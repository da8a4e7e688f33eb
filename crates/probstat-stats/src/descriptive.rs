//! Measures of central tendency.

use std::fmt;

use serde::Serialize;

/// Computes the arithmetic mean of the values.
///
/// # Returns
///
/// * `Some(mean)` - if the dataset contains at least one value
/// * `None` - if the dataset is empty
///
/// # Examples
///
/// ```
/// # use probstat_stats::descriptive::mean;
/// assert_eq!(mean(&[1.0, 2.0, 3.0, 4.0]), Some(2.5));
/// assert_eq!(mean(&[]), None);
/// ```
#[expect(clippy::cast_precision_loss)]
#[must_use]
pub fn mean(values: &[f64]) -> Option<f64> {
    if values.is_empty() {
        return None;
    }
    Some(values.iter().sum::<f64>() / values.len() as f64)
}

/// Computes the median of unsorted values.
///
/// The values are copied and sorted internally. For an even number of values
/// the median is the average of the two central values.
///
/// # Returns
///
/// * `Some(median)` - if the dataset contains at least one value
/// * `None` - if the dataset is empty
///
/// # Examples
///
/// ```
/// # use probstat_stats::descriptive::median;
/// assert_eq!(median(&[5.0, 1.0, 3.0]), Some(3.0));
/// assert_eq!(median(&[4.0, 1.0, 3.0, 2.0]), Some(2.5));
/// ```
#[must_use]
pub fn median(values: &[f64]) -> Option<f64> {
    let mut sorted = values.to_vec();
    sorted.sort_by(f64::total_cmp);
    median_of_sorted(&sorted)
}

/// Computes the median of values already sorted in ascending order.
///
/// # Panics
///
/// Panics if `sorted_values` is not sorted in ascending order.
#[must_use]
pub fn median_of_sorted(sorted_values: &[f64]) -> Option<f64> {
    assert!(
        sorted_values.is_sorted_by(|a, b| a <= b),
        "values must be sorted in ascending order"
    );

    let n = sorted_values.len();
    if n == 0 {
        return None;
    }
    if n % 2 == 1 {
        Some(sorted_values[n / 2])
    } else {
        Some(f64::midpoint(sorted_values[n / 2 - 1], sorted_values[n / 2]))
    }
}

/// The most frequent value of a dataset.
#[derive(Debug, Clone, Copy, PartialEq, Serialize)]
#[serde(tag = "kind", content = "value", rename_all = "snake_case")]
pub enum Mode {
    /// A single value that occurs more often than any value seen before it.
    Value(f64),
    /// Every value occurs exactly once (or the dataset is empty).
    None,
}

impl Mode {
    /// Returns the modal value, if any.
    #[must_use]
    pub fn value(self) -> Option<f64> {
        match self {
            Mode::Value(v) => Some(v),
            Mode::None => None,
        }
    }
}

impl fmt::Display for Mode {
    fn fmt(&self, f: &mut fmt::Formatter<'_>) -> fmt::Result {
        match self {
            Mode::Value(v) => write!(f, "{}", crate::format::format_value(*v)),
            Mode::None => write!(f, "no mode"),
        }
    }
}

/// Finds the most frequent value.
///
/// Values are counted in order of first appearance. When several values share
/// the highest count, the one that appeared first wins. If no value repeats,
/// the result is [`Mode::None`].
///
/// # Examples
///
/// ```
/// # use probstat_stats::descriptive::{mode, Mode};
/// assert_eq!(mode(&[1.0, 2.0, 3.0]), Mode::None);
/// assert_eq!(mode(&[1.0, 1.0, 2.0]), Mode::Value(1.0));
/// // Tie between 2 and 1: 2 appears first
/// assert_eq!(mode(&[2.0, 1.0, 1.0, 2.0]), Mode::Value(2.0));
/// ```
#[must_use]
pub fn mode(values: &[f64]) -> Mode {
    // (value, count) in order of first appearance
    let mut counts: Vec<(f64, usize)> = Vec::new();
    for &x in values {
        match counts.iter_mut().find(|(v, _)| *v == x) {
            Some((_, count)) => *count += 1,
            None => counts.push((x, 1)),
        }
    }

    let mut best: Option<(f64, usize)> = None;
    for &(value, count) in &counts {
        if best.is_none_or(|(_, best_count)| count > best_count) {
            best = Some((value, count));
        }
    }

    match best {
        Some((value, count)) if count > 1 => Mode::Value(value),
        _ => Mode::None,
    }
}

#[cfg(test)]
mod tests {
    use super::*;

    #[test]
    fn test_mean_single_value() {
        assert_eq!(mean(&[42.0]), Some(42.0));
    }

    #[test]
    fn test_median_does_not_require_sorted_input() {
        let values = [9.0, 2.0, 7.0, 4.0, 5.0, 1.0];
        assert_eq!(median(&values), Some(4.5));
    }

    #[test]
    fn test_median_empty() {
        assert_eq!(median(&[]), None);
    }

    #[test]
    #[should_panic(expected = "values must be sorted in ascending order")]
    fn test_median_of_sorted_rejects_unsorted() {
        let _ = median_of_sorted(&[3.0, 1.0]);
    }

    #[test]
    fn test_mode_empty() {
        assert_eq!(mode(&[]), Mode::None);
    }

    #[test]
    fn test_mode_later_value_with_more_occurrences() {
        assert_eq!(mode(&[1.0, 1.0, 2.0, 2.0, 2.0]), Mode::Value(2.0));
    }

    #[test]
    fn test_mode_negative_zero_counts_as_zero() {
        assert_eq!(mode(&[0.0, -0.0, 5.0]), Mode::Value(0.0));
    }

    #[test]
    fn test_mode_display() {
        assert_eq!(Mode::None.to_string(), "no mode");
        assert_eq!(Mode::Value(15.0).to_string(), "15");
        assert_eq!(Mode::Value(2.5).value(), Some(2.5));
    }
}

◇ ◇ ◇ ◇ ◇

▶ **Your objective**
Once a line of the records is found to contain "order", copy it out.

▶ **Task response**
/// Computes the median of values already sorted in ascending order.
/// Panics if `sorted_values` is not sorted in ascending order.
        "values must be sorted in ascending order"
/// Values are counted in order of first appearance. When several values share
    // (value, count) in order of first appearance
    #[should_panic(expected = "values must be sorted in ascending order")]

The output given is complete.